** Work request **
Give again, word for word, each line below starting at the one that contains "verifies. Nothing is" and ending at the one that contains "callers can tell".
Start of Data shown
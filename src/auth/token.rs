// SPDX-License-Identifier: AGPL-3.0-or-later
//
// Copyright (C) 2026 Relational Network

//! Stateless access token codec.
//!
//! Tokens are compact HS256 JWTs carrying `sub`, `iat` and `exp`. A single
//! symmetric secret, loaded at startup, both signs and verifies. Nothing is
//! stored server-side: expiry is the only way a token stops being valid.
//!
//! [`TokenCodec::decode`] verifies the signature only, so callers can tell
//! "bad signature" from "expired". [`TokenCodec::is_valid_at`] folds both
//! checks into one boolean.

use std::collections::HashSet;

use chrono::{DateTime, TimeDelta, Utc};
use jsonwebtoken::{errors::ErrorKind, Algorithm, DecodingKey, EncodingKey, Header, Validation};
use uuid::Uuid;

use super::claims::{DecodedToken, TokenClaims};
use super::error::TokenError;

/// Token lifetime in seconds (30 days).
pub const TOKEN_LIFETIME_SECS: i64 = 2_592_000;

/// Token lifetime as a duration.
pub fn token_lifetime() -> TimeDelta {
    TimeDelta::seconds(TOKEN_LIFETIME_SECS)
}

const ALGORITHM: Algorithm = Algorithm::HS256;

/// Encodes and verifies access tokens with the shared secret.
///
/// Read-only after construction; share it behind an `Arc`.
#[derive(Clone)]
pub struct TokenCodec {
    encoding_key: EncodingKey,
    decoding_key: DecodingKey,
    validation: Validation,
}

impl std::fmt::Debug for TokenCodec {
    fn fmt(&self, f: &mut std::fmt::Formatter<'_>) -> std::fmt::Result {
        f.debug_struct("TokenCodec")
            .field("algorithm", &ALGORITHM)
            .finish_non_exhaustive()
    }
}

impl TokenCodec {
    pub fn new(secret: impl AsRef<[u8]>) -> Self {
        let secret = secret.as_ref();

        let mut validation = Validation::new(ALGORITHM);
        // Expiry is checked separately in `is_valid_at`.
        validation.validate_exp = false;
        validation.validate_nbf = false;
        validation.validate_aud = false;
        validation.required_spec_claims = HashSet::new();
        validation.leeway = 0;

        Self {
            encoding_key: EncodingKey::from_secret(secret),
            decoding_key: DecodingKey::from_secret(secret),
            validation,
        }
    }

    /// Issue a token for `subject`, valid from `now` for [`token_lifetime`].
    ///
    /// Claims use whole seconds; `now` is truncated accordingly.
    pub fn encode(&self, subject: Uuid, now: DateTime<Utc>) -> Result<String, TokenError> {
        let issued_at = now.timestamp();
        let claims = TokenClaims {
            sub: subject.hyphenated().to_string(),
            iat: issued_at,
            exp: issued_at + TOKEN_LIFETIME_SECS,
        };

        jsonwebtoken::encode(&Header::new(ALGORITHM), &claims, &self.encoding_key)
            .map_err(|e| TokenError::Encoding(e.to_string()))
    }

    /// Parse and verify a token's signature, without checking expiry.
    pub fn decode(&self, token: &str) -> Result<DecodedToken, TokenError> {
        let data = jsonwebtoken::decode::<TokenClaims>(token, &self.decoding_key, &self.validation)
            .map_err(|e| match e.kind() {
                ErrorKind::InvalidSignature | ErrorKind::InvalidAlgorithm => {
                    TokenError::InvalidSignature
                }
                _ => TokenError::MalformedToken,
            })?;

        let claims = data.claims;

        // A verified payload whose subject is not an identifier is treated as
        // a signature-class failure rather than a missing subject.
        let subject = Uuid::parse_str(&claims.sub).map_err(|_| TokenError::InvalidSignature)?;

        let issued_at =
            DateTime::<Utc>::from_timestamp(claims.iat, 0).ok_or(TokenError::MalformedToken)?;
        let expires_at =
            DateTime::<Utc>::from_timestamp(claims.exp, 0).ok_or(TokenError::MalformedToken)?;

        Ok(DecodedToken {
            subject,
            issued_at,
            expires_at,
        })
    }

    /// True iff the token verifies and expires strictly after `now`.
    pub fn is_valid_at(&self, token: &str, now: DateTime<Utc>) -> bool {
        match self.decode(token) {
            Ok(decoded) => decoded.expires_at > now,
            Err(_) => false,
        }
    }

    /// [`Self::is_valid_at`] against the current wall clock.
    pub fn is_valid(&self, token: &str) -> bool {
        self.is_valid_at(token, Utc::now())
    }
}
End of Data shown
** Reply to the task **
//! symmetric secret, loaded at startup, both signs and verifies. Nothing is
//! stored server-side: expiry is the only way a token stops being valid.
//!
//! [`TokenCodec::decode`] verifies the signature only, so callers can tell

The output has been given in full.